--- Available records Enclosed Below ---

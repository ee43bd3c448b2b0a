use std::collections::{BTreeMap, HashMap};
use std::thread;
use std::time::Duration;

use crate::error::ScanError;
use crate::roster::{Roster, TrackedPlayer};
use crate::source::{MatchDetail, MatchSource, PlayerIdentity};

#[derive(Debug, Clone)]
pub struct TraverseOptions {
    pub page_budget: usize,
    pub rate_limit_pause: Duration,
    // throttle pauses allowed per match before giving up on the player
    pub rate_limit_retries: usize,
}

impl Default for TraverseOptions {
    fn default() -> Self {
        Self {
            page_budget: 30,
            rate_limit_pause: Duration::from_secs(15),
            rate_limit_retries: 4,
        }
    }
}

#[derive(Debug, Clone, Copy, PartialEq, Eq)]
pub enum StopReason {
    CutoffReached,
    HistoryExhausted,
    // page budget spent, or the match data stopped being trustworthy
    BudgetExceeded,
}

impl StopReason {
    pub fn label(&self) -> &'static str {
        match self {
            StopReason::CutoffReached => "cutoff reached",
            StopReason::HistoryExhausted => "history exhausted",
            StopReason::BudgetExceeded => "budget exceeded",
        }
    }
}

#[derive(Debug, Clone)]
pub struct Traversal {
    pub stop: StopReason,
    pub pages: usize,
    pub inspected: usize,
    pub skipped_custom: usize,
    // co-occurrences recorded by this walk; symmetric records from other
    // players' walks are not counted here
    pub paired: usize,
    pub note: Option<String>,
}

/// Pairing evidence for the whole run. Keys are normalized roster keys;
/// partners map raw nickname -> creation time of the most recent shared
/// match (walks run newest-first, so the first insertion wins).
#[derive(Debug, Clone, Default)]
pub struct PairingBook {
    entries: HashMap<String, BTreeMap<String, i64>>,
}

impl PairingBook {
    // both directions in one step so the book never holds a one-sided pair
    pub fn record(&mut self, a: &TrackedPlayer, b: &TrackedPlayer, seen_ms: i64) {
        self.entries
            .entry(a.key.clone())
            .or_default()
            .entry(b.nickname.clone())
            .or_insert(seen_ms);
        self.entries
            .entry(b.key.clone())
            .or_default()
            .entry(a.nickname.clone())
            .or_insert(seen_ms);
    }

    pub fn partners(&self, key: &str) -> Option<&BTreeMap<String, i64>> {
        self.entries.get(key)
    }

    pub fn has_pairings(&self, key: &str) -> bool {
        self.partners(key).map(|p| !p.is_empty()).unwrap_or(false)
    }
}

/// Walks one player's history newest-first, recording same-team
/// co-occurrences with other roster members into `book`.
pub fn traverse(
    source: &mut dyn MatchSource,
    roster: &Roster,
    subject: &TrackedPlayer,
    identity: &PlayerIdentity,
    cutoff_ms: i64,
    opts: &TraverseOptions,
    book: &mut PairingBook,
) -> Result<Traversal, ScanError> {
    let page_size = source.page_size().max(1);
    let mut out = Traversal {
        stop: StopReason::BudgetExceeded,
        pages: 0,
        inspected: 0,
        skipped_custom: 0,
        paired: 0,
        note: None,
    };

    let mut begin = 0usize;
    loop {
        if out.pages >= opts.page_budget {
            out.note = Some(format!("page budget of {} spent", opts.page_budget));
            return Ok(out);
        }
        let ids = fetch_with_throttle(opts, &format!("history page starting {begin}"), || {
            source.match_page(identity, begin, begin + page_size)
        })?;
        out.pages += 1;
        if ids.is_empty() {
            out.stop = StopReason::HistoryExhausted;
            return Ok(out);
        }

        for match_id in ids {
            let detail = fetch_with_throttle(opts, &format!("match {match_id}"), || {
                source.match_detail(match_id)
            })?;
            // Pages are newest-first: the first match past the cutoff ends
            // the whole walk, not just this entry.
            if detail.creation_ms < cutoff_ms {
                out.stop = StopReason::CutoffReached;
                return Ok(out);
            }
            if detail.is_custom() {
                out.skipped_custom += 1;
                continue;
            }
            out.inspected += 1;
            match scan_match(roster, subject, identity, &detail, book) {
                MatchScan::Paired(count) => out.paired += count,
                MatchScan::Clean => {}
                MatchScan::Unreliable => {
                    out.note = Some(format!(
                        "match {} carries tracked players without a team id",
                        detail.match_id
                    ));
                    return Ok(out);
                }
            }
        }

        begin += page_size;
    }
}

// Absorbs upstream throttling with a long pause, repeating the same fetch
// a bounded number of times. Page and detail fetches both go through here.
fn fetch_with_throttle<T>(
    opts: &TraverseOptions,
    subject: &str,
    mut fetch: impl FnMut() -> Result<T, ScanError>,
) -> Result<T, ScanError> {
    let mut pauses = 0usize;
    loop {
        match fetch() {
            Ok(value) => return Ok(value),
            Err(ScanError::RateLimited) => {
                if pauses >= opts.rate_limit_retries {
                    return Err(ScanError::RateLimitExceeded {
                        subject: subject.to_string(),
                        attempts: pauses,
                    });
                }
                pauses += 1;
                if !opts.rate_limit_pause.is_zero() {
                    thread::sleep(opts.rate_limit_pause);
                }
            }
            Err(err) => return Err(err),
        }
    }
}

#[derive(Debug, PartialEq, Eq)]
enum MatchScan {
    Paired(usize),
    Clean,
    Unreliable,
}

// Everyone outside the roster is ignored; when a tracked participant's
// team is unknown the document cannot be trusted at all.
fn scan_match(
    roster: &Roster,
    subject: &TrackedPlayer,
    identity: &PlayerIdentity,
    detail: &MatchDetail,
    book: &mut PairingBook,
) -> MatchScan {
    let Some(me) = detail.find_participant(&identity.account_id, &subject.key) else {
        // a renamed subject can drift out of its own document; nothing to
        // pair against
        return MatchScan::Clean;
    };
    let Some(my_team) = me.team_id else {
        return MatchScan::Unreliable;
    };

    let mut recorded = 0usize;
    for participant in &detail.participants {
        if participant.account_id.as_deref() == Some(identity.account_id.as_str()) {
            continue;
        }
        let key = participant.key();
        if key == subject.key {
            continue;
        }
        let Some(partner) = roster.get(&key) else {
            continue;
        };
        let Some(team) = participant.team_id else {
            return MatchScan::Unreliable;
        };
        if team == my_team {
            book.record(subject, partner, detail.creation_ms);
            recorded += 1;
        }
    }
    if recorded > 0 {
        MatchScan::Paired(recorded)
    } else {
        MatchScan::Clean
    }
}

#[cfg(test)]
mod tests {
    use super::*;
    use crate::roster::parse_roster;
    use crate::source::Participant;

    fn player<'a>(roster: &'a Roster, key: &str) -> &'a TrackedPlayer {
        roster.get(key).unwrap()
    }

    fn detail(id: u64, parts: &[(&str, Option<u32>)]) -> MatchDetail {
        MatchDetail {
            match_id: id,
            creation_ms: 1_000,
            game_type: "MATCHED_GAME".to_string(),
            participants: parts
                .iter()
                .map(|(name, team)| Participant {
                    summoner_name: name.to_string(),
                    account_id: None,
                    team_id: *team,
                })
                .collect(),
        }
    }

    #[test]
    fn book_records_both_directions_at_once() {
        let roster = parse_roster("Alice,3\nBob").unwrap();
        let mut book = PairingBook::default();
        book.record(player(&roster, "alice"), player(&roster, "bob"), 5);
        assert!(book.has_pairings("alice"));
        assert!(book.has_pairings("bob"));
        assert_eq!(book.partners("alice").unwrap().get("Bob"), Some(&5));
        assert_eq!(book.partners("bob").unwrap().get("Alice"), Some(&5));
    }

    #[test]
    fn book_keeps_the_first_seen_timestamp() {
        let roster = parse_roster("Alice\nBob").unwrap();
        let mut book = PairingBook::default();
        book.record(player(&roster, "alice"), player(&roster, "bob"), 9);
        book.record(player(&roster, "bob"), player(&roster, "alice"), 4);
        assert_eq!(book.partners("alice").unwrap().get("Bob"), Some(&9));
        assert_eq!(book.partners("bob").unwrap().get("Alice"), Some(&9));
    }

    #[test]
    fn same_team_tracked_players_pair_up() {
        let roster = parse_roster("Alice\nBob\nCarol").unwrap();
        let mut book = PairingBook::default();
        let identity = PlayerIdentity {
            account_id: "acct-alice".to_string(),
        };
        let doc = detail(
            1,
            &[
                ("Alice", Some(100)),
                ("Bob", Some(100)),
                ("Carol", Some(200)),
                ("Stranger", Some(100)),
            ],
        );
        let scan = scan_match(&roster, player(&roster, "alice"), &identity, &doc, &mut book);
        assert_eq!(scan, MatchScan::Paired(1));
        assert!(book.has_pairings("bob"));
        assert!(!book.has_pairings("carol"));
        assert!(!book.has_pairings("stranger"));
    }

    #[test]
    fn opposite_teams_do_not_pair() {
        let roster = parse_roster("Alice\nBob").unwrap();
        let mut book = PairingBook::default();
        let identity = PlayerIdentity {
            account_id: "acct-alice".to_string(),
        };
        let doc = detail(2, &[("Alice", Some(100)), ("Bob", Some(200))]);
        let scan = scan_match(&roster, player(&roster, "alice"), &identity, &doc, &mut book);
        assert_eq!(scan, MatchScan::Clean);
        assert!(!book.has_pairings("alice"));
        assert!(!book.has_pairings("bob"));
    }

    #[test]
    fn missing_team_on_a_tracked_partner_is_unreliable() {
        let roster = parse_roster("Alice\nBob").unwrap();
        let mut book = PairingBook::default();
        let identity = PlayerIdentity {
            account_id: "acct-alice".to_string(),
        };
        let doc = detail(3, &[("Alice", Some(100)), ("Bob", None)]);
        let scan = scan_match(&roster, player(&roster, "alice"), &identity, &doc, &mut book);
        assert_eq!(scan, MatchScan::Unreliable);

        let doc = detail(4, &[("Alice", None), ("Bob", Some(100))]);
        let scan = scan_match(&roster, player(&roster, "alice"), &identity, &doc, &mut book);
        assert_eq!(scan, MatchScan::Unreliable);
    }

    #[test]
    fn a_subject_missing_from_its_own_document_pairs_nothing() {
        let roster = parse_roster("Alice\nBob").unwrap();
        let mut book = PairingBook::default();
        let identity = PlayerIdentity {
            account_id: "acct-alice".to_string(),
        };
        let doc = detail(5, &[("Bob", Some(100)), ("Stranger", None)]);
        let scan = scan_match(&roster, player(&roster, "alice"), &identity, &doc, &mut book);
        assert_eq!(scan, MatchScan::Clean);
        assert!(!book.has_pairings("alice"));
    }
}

--- End of Enclosed Available records ---

Among the records above, extract exactly the lines from the line with "if key == subject.key" to the line with "if team == my_team", both lines included, and leave out the rest.

Solution for this problem —
        if key == subject.key {
            continue;
        }
        let Some(partner) = roster.get(&key) else {
            continue;
        };
        let Some(team) = participant.team_id else {
            return MatchScan::Unreliable;
        };
        if team == my_team {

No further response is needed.